What to work on:
Treat the line containing "fn road() ->" as the first line and the final line of the material below as the last; reproduce that range exactly.

--- START ---

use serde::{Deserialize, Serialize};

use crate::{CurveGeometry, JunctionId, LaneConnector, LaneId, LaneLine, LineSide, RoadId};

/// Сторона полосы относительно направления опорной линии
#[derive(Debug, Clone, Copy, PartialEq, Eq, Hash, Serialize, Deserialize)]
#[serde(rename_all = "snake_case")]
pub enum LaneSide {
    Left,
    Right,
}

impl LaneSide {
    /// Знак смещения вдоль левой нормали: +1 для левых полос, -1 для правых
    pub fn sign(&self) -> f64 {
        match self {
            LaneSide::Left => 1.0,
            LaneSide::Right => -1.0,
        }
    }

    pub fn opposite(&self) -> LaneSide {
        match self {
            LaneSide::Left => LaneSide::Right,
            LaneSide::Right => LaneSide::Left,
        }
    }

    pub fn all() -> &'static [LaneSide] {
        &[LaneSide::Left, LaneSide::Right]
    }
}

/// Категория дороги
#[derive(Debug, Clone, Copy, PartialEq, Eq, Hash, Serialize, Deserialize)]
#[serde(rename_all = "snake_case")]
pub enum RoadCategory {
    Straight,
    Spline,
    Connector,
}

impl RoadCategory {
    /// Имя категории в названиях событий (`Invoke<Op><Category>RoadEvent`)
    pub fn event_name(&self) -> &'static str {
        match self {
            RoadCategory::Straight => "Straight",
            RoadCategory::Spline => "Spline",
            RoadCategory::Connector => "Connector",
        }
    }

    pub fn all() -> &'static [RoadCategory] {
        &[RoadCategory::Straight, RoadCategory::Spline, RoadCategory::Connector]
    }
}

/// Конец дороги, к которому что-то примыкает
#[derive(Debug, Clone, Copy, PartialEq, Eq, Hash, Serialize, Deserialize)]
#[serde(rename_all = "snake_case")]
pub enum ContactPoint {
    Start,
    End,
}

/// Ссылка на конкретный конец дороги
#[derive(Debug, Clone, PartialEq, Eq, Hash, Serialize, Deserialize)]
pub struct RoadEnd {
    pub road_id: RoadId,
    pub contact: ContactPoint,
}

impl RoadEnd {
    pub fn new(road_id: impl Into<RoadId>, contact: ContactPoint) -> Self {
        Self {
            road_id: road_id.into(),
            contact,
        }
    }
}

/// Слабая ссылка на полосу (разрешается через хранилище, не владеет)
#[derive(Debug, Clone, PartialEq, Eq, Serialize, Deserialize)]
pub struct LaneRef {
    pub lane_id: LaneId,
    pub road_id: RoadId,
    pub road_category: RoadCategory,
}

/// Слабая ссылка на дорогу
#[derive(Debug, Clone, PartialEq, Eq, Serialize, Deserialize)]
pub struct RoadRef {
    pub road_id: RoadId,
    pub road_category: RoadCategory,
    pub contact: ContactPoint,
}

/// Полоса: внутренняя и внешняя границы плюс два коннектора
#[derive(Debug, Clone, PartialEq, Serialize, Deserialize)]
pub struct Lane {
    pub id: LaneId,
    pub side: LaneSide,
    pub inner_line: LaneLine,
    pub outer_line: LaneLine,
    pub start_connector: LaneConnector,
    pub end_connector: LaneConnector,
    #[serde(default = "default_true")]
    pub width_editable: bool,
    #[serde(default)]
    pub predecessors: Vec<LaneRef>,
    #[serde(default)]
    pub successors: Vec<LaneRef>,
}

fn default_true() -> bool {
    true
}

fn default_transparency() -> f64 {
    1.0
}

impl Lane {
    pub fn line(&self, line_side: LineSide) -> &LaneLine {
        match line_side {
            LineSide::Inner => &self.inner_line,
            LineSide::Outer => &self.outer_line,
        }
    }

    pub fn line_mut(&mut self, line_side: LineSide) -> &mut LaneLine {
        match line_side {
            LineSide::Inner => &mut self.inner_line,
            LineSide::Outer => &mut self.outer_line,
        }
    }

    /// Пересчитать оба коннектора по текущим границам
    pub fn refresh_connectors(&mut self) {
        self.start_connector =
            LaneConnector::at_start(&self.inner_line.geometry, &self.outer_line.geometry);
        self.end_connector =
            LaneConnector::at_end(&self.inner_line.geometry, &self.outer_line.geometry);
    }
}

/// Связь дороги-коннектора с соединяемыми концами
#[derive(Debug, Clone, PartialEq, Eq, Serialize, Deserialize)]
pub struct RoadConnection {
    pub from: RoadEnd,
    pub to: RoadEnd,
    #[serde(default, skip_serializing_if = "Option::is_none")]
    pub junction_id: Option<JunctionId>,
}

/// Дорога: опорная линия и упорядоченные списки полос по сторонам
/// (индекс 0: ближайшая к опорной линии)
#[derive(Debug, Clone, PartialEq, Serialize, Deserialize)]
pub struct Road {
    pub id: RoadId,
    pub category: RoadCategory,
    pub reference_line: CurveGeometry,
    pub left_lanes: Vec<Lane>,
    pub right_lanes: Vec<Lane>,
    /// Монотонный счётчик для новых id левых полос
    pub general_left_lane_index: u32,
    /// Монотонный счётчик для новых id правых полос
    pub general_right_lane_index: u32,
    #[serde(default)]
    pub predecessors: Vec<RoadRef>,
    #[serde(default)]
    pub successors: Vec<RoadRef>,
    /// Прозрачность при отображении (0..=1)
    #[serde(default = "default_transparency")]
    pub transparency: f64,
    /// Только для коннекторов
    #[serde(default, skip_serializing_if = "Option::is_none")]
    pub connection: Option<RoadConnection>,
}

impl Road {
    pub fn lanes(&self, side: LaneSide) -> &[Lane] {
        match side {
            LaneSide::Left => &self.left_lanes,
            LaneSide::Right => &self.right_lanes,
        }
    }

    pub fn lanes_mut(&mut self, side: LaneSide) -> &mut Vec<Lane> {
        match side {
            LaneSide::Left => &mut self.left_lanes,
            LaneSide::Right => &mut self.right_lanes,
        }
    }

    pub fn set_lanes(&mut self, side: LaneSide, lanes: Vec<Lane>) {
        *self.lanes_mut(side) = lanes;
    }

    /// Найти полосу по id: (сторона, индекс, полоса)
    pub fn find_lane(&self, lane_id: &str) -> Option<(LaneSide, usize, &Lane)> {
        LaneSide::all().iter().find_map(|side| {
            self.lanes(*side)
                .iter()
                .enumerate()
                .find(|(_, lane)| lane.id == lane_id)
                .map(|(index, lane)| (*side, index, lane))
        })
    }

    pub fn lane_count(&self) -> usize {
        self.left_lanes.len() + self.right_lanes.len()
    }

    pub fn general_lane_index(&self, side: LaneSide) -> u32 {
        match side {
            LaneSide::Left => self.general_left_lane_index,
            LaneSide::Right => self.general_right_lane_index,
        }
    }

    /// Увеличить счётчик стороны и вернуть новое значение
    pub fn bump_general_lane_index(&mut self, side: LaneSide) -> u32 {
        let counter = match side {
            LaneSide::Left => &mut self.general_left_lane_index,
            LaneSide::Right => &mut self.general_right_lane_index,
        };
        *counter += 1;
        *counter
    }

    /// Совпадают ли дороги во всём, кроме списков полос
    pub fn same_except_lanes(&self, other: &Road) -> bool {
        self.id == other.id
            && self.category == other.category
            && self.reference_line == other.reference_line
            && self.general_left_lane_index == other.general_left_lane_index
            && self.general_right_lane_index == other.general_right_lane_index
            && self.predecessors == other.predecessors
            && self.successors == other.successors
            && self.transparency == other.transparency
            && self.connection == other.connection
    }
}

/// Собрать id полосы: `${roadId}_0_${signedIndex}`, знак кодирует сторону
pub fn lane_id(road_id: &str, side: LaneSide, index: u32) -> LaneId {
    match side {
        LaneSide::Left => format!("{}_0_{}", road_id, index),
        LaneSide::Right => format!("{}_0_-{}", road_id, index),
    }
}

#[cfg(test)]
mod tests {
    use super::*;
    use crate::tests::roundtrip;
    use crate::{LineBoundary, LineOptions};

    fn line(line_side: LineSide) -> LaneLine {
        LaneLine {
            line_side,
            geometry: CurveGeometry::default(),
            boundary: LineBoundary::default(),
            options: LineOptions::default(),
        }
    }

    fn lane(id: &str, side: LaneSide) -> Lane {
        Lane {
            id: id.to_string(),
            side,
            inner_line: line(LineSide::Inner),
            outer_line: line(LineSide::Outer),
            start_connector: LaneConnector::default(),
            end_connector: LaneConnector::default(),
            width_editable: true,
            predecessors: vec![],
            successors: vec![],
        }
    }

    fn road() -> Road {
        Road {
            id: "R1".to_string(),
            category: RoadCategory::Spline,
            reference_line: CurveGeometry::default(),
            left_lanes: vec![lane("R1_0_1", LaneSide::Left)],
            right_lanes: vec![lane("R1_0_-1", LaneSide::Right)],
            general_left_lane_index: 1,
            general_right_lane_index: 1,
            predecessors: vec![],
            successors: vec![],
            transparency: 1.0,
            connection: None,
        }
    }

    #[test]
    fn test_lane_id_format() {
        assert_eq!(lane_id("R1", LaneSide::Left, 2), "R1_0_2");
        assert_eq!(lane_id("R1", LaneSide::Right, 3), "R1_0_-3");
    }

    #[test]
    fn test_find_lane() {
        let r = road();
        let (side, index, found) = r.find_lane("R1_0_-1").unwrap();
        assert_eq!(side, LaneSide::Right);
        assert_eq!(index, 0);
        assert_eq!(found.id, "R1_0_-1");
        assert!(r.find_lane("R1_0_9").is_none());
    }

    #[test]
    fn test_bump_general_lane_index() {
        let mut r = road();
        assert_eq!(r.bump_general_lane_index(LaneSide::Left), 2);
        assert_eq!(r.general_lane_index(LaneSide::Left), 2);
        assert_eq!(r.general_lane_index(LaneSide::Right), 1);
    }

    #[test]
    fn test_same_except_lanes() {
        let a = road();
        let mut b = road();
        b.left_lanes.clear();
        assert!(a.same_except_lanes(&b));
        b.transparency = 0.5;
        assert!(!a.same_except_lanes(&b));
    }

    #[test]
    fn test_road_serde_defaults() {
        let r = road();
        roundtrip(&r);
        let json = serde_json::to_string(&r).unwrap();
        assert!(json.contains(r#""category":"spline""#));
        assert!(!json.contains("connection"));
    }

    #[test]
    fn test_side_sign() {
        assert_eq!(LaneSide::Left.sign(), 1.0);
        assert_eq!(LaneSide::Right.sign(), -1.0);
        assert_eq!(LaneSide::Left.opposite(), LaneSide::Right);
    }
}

--- END ---

Exercise answer:
    fn road() -> Road {
        Road {
            id: "R1".to_string(),
            category: RoadCategory::Spline,
            reference_line: CurveGeometry::default(),
            left_lanes: vec![lane("R1_0_1", LaneSide::Left)],
            right_lanes: vec![lane("R1_0_-1", LaneSide::Right)],
            general_left_lane_index: 1,
            general_right_lane_index: 1,
            predecessors: vec![],
            successors: vec![],
            transparency: 1.0,
            connection: None,
        }
    }

    #[test]
    fn test_lane_id_format() {
        assert_eq!(lane_id("R1", LaneSide::Left, 2), "R1_0_2");
        assert_eq!(lane_id("R1", LaneSide::Right, 3), "R1_0_-3");
    }

    #[test]
    fn test_find_lane() {
        let r = road();
        let (side, index, found) = r.find_lane("R1_0_-1").unwrap();
        assert_eq!(side, LaneSide::Right);
        assert_eq!(index, 0);
        assert_eq!(found.id, "R1_0_-1");
        assert!(r.find_lane("R1_0_9").is_none());
    }

    #[test]
    fn test_bump_general_lane_index() {
        let mut r = road();
        assert_eq!(r.bump_general_lane_index(LaneSide::Left), 2);
        assert_eq!(r.general_lane_index(LaneSide::Left), 2);
        assert_eq!(r.general_lane_index(LaneSide::Right), 1);
    }

    #[test]
    fn test_same_except_lanes() {
        let a = road();
        let mut b = road();
        b.left_lanes.clear();
        assert!(a.same_except_lanes(&b));
        b.transparency = 0.5;
        assert!(!a.same_except_lanes(&b));
    }

    #[test]
    fn test_road_serde_defaults() {
        let r = road();
        roundtrip(&r);
        let json = serde_json::to_string(&r).unwrap();
        assert!(json.contains(r#""category":"spline""#));
        assert!(!json.contains("connection"));
    }

    #[test]
    fn test_side_sign() {
        assert_eq!(LaneSide::Left.sign(), 1.0);
        assert_eq!(LaneSide::Right.sign(), -1.0);
        assert_eq!(LaneSide::Left.opposite(), LaneSide::Right);
    }
}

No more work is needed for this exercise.